• Task prompt:
Only one number is wanted: the count of lines in the records below that hold the word "十进制精度要求".

• Extracted records:
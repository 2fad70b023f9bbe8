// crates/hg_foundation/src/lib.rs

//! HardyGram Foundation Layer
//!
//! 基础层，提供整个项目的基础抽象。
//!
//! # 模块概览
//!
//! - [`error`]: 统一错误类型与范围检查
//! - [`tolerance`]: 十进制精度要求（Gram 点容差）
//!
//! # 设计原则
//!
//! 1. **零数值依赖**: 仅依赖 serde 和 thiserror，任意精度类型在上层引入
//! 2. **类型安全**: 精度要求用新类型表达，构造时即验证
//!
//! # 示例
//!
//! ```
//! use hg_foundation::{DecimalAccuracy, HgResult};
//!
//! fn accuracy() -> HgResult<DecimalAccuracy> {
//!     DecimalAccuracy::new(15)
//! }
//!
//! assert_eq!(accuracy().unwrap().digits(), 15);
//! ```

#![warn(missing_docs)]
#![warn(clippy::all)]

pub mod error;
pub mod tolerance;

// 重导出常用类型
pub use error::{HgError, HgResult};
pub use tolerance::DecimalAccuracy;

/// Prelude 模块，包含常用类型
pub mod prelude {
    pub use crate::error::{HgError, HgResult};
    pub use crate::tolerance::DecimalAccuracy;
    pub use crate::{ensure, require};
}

...

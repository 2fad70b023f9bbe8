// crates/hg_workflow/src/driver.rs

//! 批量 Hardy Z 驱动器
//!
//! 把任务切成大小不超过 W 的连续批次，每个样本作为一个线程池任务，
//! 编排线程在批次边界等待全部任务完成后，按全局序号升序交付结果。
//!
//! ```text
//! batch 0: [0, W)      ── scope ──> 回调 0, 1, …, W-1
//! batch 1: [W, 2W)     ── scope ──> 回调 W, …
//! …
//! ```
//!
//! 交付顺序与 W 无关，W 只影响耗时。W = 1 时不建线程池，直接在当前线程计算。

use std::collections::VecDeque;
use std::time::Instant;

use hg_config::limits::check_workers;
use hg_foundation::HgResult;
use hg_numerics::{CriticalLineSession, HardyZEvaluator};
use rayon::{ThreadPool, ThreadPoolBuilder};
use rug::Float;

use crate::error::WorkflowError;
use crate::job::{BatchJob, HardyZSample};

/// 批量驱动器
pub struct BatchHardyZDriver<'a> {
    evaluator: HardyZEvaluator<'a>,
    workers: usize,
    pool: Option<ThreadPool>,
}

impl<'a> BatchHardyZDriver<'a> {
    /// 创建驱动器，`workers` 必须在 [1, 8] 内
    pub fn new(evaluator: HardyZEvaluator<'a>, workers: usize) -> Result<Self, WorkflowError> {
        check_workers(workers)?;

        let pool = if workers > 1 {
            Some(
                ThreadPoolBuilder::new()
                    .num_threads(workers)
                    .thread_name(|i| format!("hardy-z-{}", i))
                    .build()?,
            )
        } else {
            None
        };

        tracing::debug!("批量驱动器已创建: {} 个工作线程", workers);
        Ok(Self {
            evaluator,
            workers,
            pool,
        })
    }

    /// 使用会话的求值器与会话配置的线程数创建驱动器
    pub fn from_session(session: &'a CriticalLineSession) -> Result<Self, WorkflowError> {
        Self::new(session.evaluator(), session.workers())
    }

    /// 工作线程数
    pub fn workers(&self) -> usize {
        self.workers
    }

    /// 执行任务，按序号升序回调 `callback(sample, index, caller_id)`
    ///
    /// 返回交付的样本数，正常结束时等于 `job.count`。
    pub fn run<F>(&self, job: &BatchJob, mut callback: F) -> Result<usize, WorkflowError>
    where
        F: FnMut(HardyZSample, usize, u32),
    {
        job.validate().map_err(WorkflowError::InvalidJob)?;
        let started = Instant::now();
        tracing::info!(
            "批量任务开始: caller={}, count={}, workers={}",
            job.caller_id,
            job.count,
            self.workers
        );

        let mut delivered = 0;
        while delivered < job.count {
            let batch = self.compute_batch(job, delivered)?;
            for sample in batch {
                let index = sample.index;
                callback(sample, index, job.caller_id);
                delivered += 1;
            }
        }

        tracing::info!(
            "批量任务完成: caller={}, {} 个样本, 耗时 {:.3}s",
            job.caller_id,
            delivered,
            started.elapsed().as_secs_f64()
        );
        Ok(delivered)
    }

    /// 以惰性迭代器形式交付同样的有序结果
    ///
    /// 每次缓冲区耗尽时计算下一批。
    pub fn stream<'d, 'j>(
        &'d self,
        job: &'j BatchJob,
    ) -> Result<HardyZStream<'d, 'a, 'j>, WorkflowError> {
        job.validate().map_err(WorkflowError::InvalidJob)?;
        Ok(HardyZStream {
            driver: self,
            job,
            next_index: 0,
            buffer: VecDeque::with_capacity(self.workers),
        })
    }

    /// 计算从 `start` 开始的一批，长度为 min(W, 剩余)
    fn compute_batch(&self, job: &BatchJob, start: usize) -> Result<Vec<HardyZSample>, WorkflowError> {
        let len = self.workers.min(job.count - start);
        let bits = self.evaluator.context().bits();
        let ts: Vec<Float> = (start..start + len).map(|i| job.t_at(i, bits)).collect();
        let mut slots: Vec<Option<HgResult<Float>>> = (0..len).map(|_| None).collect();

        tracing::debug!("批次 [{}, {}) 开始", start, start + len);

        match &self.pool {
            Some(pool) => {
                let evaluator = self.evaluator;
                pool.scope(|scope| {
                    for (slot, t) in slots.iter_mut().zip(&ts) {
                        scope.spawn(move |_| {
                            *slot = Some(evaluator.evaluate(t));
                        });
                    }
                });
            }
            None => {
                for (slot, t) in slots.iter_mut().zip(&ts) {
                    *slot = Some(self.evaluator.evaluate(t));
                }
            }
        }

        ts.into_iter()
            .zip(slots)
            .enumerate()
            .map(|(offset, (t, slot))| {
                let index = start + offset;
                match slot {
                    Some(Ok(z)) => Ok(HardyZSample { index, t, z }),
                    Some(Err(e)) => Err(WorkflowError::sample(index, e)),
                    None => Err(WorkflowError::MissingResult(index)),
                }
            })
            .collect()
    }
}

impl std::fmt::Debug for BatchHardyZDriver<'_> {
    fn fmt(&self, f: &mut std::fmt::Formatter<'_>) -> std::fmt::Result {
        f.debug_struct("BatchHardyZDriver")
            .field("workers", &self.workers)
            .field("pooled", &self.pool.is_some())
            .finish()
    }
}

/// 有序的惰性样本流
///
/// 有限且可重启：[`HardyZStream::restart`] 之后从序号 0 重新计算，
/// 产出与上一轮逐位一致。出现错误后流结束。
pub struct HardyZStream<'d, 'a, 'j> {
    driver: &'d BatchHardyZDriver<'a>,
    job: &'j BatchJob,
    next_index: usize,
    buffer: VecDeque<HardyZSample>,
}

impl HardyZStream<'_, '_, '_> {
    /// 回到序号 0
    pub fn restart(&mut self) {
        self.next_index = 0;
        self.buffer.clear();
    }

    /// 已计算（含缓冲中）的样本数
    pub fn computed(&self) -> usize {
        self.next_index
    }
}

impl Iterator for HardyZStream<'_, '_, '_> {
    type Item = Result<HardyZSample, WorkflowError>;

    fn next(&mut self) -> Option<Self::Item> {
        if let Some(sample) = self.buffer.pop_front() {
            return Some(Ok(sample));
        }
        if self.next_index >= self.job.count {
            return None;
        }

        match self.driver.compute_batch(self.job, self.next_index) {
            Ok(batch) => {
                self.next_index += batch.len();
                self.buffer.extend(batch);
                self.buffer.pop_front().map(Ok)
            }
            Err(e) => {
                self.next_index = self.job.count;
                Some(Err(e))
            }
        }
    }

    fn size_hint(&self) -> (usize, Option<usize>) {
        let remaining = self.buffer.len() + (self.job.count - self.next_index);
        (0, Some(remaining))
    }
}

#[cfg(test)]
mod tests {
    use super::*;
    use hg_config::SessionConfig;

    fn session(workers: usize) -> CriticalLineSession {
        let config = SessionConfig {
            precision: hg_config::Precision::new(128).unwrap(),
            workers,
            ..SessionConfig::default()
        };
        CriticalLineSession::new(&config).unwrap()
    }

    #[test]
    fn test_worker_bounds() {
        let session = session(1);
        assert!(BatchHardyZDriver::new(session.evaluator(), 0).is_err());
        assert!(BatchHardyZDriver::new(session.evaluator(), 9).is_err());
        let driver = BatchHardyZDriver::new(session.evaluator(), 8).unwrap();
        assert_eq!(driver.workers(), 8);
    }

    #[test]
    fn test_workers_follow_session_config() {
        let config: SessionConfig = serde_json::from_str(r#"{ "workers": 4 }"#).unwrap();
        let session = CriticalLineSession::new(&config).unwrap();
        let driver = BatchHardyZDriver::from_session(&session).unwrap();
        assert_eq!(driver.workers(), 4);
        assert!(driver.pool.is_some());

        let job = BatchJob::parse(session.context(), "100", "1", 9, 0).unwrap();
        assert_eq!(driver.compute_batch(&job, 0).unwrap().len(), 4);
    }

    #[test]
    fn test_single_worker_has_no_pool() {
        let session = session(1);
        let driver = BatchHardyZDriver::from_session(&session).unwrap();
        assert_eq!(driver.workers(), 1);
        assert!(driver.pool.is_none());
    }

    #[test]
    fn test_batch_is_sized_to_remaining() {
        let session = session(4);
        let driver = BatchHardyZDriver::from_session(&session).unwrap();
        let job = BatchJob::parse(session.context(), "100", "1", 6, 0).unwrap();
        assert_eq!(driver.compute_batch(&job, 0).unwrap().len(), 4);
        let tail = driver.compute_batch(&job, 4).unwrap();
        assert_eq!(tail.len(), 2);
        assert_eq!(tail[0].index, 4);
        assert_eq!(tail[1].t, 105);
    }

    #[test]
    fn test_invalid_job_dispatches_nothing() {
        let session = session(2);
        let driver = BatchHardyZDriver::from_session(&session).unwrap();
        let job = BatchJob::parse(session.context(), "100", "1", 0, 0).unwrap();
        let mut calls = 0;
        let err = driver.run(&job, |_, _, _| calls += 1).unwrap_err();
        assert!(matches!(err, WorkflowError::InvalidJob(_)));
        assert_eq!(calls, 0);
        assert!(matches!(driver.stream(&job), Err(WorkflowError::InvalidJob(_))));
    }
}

--

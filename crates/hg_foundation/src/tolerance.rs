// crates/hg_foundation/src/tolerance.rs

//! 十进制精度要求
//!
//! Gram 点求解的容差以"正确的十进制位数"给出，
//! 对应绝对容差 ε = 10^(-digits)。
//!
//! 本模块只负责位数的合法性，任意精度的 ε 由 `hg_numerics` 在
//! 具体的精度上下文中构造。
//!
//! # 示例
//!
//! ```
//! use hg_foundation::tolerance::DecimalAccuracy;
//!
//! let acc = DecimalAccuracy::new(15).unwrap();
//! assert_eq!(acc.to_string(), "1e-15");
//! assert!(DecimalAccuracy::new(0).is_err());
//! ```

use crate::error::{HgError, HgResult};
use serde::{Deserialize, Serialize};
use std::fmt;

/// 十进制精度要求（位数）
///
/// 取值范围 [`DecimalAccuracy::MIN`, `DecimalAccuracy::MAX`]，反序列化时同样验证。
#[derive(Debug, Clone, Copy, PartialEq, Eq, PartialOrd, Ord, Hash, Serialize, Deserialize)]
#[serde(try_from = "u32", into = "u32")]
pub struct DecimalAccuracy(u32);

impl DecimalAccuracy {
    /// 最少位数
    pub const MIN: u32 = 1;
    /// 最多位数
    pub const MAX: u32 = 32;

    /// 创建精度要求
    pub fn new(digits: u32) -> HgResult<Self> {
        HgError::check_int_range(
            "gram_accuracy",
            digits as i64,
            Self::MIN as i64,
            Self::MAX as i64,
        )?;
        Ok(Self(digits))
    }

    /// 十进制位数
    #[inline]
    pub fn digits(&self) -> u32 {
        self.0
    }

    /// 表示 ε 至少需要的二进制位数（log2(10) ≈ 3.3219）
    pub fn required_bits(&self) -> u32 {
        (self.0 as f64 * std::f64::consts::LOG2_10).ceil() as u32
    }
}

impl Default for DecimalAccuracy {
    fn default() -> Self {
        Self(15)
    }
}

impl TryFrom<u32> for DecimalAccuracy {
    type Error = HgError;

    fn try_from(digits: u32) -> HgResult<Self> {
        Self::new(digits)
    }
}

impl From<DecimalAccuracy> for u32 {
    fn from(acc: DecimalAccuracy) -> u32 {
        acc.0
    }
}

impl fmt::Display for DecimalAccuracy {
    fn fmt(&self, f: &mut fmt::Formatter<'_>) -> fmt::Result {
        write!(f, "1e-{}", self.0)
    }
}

• Result of this task:
3